I don’t normally react to celebrity controversies, but Rosie O’Donnell’s speculation about Barron Trump hit a nerve with me. O’Donnell shared a video including Barron Trump and speculated that he may have autism. She said it because she thought if it were confirmed, then he would be a great face for the “autism epidemic”.
I was angry for 2 reasons:
1) As a mother, I was outraged that she would voice unfounded accusations about someone else’s child.
How many times have we mothers had to deal with people who looked at our kids and immediately diagnosed what was wrong with them? If my older son is not responding when I speak to him, some self-proclaimed expert claims he’s hearing-impaired. News flash: He’s not responding because he’s 12.
Medical experts are still learning about autism. No doctor would diagnose a child by just watching a short video. If a professional needs more information, then why does a lay person think she knows better? Yes, she has a child on the autism spectrum, but that doesn’t magically make her an expert.
My younger son has a tic disorder, but there is no way I would consider myself an expert on tics just because of his diagnosis. I certainly wouldn’t presume another child has the same disorder just by sight.
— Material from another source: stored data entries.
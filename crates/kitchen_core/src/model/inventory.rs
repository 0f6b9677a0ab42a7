//! Perishable inventory records.
//!
//! # Invariants
//! - `quantity` is never negative (`u32` storage, negative drafts rejected).
//! - `name` is non-empty after whitespace normalization.

use crate::model::record::{Domain, Draft, DraftContext, Record, RecordId};
use crate::model::validation::{normalize_text, require_text, ValidationError};
use chrono::{Days, NaiveDate};
use serde::{Deserialize, Serialize};

/// One tracked kitchen item.
#[derive(Debug, Clone, PartialEq, Eq, Serialize, Deserialize)]
#[serde(rename_all = "camelCase")]
pub struct InventoryItem {
    pub id: RecordId,
    pub name: String,
    pub category: String,
    pub quantity: u32,
    /// Last calendar date the item is considered usable.
    pub expiry_date: NaiveDate,
    pub added_date: NaiveDate,
}

impl Record for InventoryItem {
    const DOMAIN: Domain = Domain::Inventory;

    fn id(&self) -> &RecordId {
        &self.id
    }
}

/// Partial inventory record from a form or the ingredient-recognition service.
///
/// Absent fields fall back to configured defaults. `quantity` is signed so a
/// negative candidate value can be expressed and rejected.
#[derive(Debug, Clone, Default, PartialEq, Eq, Deserialize)]
#[serde(rename_all = "camelCase", default)]
pub struct ItemDraft {
    pub name: Option<String>,
    pub category: Option<String>,
    pub quantity: Option<i64>,
    pub expiry_date: Option<NaiveDate>,
    pub added_date: Option<NaiveDate>,
}

impl ItemDraft {
    pub fn named(name: impl Into<String>) -> Self {
        Self {
            name: Some(name.into()),
            ..Self::default()
        }
    }

    pub fn category(mut self, category: impl Into<String>) -> Self {
        self.category = Some(category.into());
        self
    }

    pub fn quantity(mut self, quantity: i64) -> Self {
        self.quantity = Some(quantity);
        self
    }

    pub fn expires_on(mut self, date: NaiveDate) -> Self {
        self.expiry_date = Some(date);
        self
    }

    pub fn added_on(mut self, date: NaiveDate) -> Self {
        self.added_date = Some(date);
        self
    }
}

impl Draft for ItemDraft {
    type Output = InventoryItem;

    fn build(self, id: RecordId, ctx: &DraftContext<'_>) -> Result<InventoryItem, ValidationError> {
        let name = require_text(self.name, "name")?;
        let category = self
            .category
            .as_deref()
            .map(normalize_text)
            .filter(|value| !value.is_empty())
            .unwrap_or_else(|| ctx.config.default_category.clone());

        let raw_quantity = self
            .quantity
            .unwrap_or(i64::from(ctx.config.default_quantity));
        if raw_quantity < 0 {
            return Err(ValidationError::NegativeQuantity(raw_quantity));
        }
        let quantity = u32::try_from(raw_quantity)
            .map_err(|_| ValidationError::QuantityOutOfRange(raw_quantity))?;

        let added_date = self.added_date.unwrap_or(ctx.today);
        let expiry_date = match self.expiry_date {
            Some(date) => date,
            None => added_date
                .checked_add_days(Days::new(u64::from(ctx.config.default_shelf_life_days)))
                .unwrap_or(NaiveDate::MAX),
        };

        Ok(InventoryItem {
            id,
            name,
            category,
            quantity,
            expiry_date,
            added_date,
        })
    }
}

#[cfg(test)]
mod tests {
    use super::ItemDraft;
    use crate::config::KitchenConfig;
    use crate::model::record::{Draft, DraftContext, RecordId};
    use crate::model::validation::ValidationError;
    use chrono::NaiveDate;

    fn date(y: i32, m: u32, d: u32) -> NaiveDate {
        NaiveDate::from_ymd_opt(y, m, d).expect("valid date")
    }

    #[test]
    fn build_applies_defaults() {
        let config = KitchenConfig::default();
        let ctx = DraftContext {
            today: date(2024, 2, 1),
            config: &config,
        };
        let item = ItemDraft::named("  Milk ")
            .build(RecordId::from("7"), &ctx)
            .expect("draft should build");

        assert_eq!(item.name, "Milk");
        assert_eq!(item.category, "Other");
        assert_eq!(item.quantity, 1);
        assert_eq!(item.added_date, date(2024, 2, 1));
        assert_eq!(item.expiry_date, date(2024, 2, 8));
    }

    #[test]
    fn build_rejects_negative_and_oversized_quantity() {
        let config = KitchenConfig::default();
        let ctx = DraftContext {
            today: date(2024, 2, 1),
            config: &config,
        };
        let negative = ItemDraft::named("Milk")
            .quantity(-1)
            .build(RecordId::from("1"), &ctx);
        assert_eq!(negative, Err(ValidationError::NegativeQuantity(-1)));

        let huge = i64::from(u32::MAX) + 1;
        let oversized = ItemDraft::named("Milk")
            .quantity(huge)
            .build(RecordId::from("2"), &ctx);
        assert_eq!(oversized, Err(ValidationError::QuantityOutOfRange(huge)));
    }

    #[test]
    fn blank_category_falls_back_to_default() {
        let config = KitchenConfig::default();
        let ctx = DraftContext {
            today: date(2024, 2, 1),
            config: &config,
        };
        let item = ItemDraft::named("Rice")
            .category("   ")
            .quantity(0)
            .build(RecordId::from("3"), &ctx)
            .expect("zero quantity is allowed");
        assert_eq!(item.category, "Other");
        assert_eq!(item.quantity, 0);
    }
}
Since she’s a mother and a celebrity, she should understand the importance of privacy. Given the prior stories about her child’s health and her parenting, she knows what it’s like to be dissected by the media.
It’s not her decision to make for someone else’s child. Medical professionals are limited on what they can and can’t say about people’s health, and they can be prosecuted for improperly sharing information. But uninformed laypeople like Rosie can speculate about health issues without any supporting information.
Would you want people to speculate about your child’s health based on a video? My answer is definitely not. I understand why the Trumps are angry about the public speculation. And if it were true, it’s not Rosie’s place to decide to make it public knowledge – it’s his parents.
2) As a woman with MS, I’m frustrated by people who gauge illness by appearance.
The National MS Society has a pamphlet called “But You Look So Good!” because so many people misjudge health issues based on what they see. So many illnesses have invisible symptoms. You can’t see fatigue. You can’t see depression. You can’t see anxiety. You can’t see bladder or bowel issues. And so on.
Before my mobility issues, there were no physically obvious signs I had a chronic disease. I was diagnosed when I had optic neuritis. No one could see that I was blind in one eye, or see my pain when I moved my eye. For the next decade, my attacks included double vision, vertigo, and depression – nothing visually obvious. The person on the street couldn’t see my MRI’s with the lesions, and they wouldn’t know what they were looking at even if they could. They didn’t see the blood tests, the self-injections, the solumedrol IV’s.
Wrapping up my rant:
• Don’t assume that you can diagnose someone because you think they look sick.
• Don’t assume that someone isn’t sick because you can’t see the symptoms.
• Don’t publicly diagnose someone else based solely on your opinion.
• Don’t violate anyone’s privacy by announcing health information. Leave that to the person or to the child’s parents to determine what should or shouldn’t be public knowledge.